[Opening DATA SHOWN section]

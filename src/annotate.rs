//! Interior-angle arc sweeps and angle-label placement.
//!
//! A canvas arc from the raw bearing of one edge to the raw bearing of the
//! other traces the *reflex* side of the angle for roughly half of all
//! vertex configurations. [`interior_arc_sweep`] normalizes the two bearings
//! so the sweep always covers the interior angle (≤ π).

#[cfg(test)]
#[path = "annotate_test.rs"]
mod annotate_test;

use std::f64::consts::PI;

use crate::camera::Point;
use crate::consts::{LABEL_OFFSET_RATIO, MIN_READABLE_ARC_PX};
use crate::geometry::vector_angle;

/// Start/end angles (radians) for drawing an interior-angle arc.
/// `end - start` is always within `[0, π]`.
#[derive(Debug, Clone, Copy, PartialEq)]
pub struct ArcSweep {
    pub start: f64,
    pub end: f64,
}

impl ArcSweep {
    /// The swept angle in radians.
    #[must_use]
    pub fn sweep(&self) -> f64 {
        self.end - self.start
    }
}

/// Which side of the triangle an angle label lands on.
#[derive(Debug, Clone, Copy, PartialEq, Eq)]
pub enum LabelPlacement {
    /// Between the vertex and the centroid.
    Inside,
    /// Mirrored away from the centroid, clear of a cramped arc.
    Outside,
}

/// Anchor point and placement for one vertex's angle label.
#[derive(Debug, Clone, Copy, PartialEq)]
pub struct LabelAnchor {
    pub pos: Point,
    pub placement: LabelPlacement,
}

/// Compute the arc sweep that traces the interior angle at `vertex`.
///
/// The raw bearings toward the two neighbors are normalized in three steps:
/// unwrap a gap wider than π by shifting the lagging bearing a full turn,
/// then swap so `start <= end`. Both steps are required — skipping either
/// draws the arc on the reflex side whenever the bearings straddle ±π or
/// arrive in descending order.
#[must_use]
pub fn interior_arc_sweep(vertex: Point, neighbor1: Point, neighbor2: Point) -> ArcSweep {
    let mut start = vector_angle(vertex, neighbor1);
    let mut end = vector_angle(vertex, neighbor2);

    let diff = end - start;
    if diff > PI {
        start += 2.0 * PI;
    } else if diff < -PI {
        end += 2.0 * PI;
    }
    if end < start {
        std::mem::swap(&mut start, &mut end);
    }

    ArcSweep { start, end }
}

/// Place the angle label relative to its vertex.
///
/// Normally the label sits on the vertex-to-centroid segment, just inside
/// the triangle. When the arc is too small to read at the current zoom
/// (`arc_radius_screen` below [`MIN_READABLE_ARC_PX`]) the label mirrors to
/// the outside so it does not overlap the arc.
#[must_use]
pub fn label_anchor(vertex: Point, centroid: Point, arc_radius_screen: f64) -> LabelAnchor {
    let toward_center = Point::new(centroid.x - vertex.x, centroid.y - vertex.y);
    if arc_radius_screen < MIN_READABLE_ARC_PX {
        LabelAnchor {
            pos: Point::new(
                vertex.x - toward_center.x * LABEL_OFFSET_RATIO,
                vertex.y - toward_center.y * LABEL_OFFSET_RATIO,
            ),
            placement: LabelPlacement::Outside,
        }
    } else {
        LabelAnchor {
            pos: Point::new(
                vertex.x + toward_center.x * LABEL_OFFSET_RATIO,
                vertex.y + toward_center.y * LABEL_OFFSET_RATIO,
            ),
            placement: LabelPlacement::Inside,
        }
    }
}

[Closing DATA SHOWN section]

(PROBLEM) Give back exactly the lines above starting at the line where "end += 2.0 * PI;" appears and ending at the line where "the current zoom" appears, both included, with no other lines.

(ANSWER SPACE)
        end += 2.0 * PI;
    }
    if end < start {
        std::mem::swap(&mut start, &mut end);
    }

    ArcSweep { start, end }
}

/// Place the angle label relative to its vertex.
///
/// Normally the label sits on the vertex-to-centroid segment, just inside
/// the triangle. When the arc is too small to read at the current zoom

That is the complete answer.